[Dataset excerpts]
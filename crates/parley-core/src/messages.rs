//! Message Store: sending, per-user soft delete, delete for everyone and
//! clearing a whole conversation.

use std::collections::BTreeSet;
use std::sync::Arc;

use chrono::Utc;
use tracing::{debug, info};

use parley_shared::{ConversationKey, MessageId, UserId, ValidationError};
use parley_store::{Database, Message};

use crate::backend::Backend;
use crate::error::{ConflictError, NotFoundError, Result};
use crate::events::ChangeEvent;
use crate::identity::ensure_exists;

#[derive(Clone)]
pub struct MessageStore {
    backend: Arc<Backend>,
}

impl MessageStore {
    pub(crate) fn new(backend: Arc<Backend>) -> Self {
        Self { backend }
    }

    /// Send `text` from `sender` to `receiver`.
    ///
    /// The timestamp is the wall clock, raised if needed so it is never
    /// below the newest message already in the conversation.
    pub fn send(&self, sender: &UserId, receiver: &UserId, text: &str) -> Result<Message> {
        if text.trim().is_empty() {
            return Err(ValidationError::EmptyMessage.into());
        }
        let max = self.backend.config.max_message_chars;
        let len = text.chars().count();
        if len > max {
            return Err(ValidationError::MessageTooLong { len, max }.into());
        }
        if sender == receiver {
            return Err(ValidationError::SelfReference.into());
        }

        let require_friendship = self.backend.config.require_friendship_to_message;
        let message = self.backend.write("send_message", |db| {
            ensure_exists(db, sender)?;
            ensure_exists(db, receiver)?;
            if require_friendship && !db.are_mutual_friends(sender, receiver)? {
                return Err(ConflictError::NotFriends.into());
            }

            let now = Utc::now().timestamp_millis();
            let timestamp = match db.latest_timestamp_between(sender, receiver)? {
                Some(latest) => now.max(latest),
                None => now,
            };

            let message = Message {
                id: MessageId::new(),
                sender_uid: sender.clone(),
                receiver_uid: receiver.clone(),
                text: text.to_string(),
                timestamp,
                deleted_for: BTreeSet::new(),
            };
            db.insert_message(&message)?;
            Ok(message)
        })?;

        info!(id = %message.id, sender = %sender.short(), receiver = %receiver.short(), "message sent");
        self.backend.publish([ChangeEvent::ConversationChanged(
            ConversationKey::new(sender, receiver),
        )]);
        Ok(message)
    }

    /// Hide a message from `uid`'s own view. The other participant keeps
    /// seeing it. Hiding twice is a no-op.
    pub fn soft_delete_for_user(&self, uid: &UserId, id: MessageId) -> Result<()> {
        let (key, added) = self.backend.write("soft_delete_message", |db| {
            let message = participant_message(db, uid, id)?;
            let added = db.add_message_deletion(id, uid)?;
            Ok((
                ConversationKey::new(&message.sender_uid, &message.receiver_uid),
                added,
            ))
        })?;

        if added {
            info!(id = %id, uid = %uid.short(), "message hidden for user");
            self.backend.publish([ChangeEvent::ConversationChanged(key)]);
        } else {
            debug!(id = %id, uid = %uid.short(), "message already hidden");
        }
        Ok(())
    }

    /// Delete a message for both participants. Either participant may do it.
    pub fn hard_delete(&self, actor: &UserId, id: MessageId) -> Result<()> {
        let key = self.backend.write("hard_delete_message", |db| {
            let message = participant_message(db, actor, id)?;
            db.delete_message(id)?;
            Ok(ConversationKey::new(
                &message.sender_uid,
                &message.receiver_uid,
            ))
        })?;

        info!(id = %id, actor = %actor.short(), "message deleted for everyone");
        self.backend.publish([ChangeEvent::ConversationChanged(key)]);
        Ok(())
    }

    /// Delete every message between the pair, whatever their soft-delete
    /// state. Returns how many were removed.
    pub fn clear_conversation(&self, a: &UserId, b: &UserId) -> Result<usize> {
        if a == b {
            return Err(ValidationError::SelfReference.into());
        }

        let removed = self.backend.write("clear_conversation", |db| {
            ensure_exists(db, a)?;
            ensure_exists(db, b)?;
            Ok(db.delete_messages_between(a, b)?)
        })?;

        info!(user = %a.short(), peer = %b.short(), removed, "conversation cleared");
        self.backend
            .publish([ChangeEvent::ConversationChanged(ConversationKey::new(a, b))]);
        Ok(removed)
    }
}

/// Load a message `uid` takes part in. Outsiders get the same `NotFound` as
/// for a missing message.
fn participant_message(db: &Database, uid: &UserId, id: MessageId) -> Result<Message> {
    match db.get_message(id)? {
        Some(message) if message.involves(uid) => Ok(message),
        _ => Err(NotFoundError::Message(id).into()),
    }
}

What needs to be done: What lines above hold the word "into"? List them all.

Response box:
            return Err(ValidationError::EmptyMessage.into());
            return Err(ValidationError::MessageTooLong { len, max }.into());
            return Err(ValidationError::SelfReference.into());
                return Err(ConflictError::NotFriends.into());
            return Err(ValidationError::SelfReference.into());
        _ => Err(NotFoundError::Message(id).into()),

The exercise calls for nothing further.